Stored items:
_ _ _ _ _ _ _
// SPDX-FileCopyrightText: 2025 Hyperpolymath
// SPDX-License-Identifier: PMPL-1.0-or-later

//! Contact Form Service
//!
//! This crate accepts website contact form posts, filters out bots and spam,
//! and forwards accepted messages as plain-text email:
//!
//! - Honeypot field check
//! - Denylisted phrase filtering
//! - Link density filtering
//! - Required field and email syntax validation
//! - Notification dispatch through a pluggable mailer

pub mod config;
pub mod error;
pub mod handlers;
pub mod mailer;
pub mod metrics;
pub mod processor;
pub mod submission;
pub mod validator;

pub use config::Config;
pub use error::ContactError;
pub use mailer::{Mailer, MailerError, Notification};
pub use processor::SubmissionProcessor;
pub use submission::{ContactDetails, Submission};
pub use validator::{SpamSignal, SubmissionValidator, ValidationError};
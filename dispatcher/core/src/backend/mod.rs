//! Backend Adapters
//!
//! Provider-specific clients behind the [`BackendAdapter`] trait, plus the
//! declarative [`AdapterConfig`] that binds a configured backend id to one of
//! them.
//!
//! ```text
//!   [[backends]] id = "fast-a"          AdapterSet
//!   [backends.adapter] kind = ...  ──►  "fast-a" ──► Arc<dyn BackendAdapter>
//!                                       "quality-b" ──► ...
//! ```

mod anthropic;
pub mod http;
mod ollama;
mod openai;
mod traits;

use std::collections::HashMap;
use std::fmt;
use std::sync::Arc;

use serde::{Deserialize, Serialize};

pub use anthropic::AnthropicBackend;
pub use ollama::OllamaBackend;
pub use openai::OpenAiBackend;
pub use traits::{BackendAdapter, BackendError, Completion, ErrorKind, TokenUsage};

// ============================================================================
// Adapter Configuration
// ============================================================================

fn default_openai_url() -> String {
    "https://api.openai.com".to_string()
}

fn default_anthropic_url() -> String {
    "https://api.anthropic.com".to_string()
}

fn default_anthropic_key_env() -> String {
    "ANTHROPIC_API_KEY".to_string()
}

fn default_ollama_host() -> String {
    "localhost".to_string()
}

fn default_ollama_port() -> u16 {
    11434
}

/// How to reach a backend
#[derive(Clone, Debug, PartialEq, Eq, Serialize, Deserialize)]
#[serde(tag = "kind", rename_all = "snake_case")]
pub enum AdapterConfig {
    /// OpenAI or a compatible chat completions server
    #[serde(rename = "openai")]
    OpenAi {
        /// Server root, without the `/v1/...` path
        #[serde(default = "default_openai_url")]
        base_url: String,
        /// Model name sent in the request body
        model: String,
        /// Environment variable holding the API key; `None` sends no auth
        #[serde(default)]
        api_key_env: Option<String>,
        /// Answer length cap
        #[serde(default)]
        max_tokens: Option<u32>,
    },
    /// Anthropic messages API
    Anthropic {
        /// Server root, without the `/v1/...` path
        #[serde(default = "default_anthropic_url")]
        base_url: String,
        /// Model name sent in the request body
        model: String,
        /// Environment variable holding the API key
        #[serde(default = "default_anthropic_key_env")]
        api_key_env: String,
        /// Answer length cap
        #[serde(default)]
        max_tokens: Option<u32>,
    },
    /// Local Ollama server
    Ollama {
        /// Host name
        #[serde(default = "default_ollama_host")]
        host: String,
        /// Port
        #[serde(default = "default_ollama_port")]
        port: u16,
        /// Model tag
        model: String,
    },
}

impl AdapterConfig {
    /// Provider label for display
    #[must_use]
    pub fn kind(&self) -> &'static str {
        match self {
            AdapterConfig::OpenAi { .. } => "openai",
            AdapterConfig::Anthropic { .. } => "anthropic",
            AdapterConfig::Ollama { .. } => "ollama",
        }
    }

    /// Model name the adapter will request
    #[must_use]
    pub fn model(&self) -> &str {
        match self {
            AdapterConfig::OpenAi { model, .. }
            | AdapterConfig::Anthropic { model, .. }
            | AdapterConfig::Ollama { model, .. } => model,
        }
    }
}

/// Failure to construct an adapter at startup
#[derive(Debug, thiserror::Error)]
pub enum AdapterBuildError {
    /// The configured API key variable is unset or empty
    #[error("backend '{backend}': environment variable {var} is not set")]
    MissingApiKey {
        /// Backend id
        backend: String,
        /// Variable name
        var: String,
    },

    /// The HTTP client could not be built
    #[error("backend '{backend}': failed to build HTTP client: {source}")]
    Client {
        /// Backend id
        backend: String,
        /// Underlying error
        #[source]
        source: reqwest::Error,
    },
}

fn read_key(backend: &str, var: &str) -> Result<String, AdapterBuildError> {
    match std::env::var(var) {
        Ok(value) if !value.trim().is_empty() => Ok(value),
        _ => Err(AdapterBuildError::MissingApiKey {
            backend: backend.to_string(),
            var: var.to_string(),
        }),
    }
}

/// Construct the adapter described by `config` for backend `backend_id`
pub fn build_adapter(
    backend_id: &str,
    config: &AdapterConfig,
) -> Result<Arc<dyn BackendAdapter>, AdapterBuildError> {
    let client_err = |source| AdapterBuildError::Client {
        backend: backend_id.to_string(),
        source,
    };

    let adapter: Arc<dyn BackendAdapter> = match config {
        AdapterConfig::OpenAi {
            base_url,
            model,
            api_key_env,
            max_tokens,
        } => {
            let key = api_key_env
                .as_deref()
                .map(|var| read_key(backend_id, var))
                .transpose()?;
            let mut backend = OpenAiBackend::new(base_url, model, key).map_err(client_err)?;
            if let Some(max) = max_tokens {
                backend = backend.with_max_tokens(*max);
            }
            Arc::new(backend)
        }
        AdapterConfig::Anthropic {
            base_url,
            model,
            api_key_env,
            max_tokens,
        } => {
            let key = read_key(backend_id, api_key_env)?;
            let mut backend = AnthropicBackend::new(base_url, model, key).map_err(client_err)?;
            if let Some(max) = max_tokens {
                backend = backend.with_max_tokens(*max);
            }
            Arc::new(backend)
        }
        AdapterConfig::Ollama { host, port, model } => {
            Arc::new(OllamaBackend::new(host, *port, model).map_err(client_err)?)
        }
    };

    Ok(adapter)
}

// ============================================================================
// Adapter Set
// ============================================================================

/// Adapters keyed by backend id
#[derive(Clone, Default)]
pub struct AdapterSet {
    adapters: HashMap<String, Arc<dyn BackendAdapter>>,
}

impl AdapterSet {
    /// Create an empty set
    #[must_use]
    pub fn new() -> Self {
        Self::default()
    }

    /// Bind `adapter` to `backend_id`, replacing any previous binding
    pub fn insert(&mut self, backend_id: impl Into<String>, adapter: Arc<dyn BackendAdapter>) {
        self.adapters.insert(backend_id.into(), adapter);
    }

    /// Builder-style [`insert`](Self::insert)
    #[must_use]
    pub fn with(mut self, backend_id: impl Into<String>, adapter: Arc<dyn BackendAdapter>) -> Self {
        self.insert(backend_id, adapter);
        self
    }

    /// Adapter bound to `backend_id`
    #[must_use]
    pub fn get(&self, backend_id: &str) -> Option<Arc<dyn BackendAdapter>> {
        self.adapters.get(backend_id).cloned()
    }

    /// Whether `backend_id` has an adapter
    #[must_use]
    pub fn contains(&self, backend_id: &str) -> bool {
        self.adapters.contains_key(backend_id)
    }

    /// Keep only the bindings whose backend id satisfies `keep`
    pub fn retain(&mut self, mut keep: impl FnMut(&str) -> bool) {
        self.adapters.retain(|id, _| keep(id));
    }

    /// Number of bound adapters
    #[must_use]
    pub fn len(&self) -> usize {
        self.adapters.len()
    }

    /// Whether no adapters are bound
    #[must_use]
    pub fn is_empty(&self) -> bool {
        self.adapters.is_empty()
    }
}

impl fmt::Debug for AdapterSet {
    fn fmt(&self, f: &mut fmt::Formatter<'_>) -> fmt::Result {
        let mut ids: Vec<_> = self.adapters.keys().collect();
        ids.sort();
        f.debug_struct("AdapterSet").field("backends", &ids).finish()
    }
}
_ _ _ _ _ _ _
TASK TO CARRY OUT - Where the word "enum" appears in a line of the entries, copy that line.

RESPONSE FOR THIS EXERCISE -
pub enum AdapterConfig {
pub enum AdapterBuildError {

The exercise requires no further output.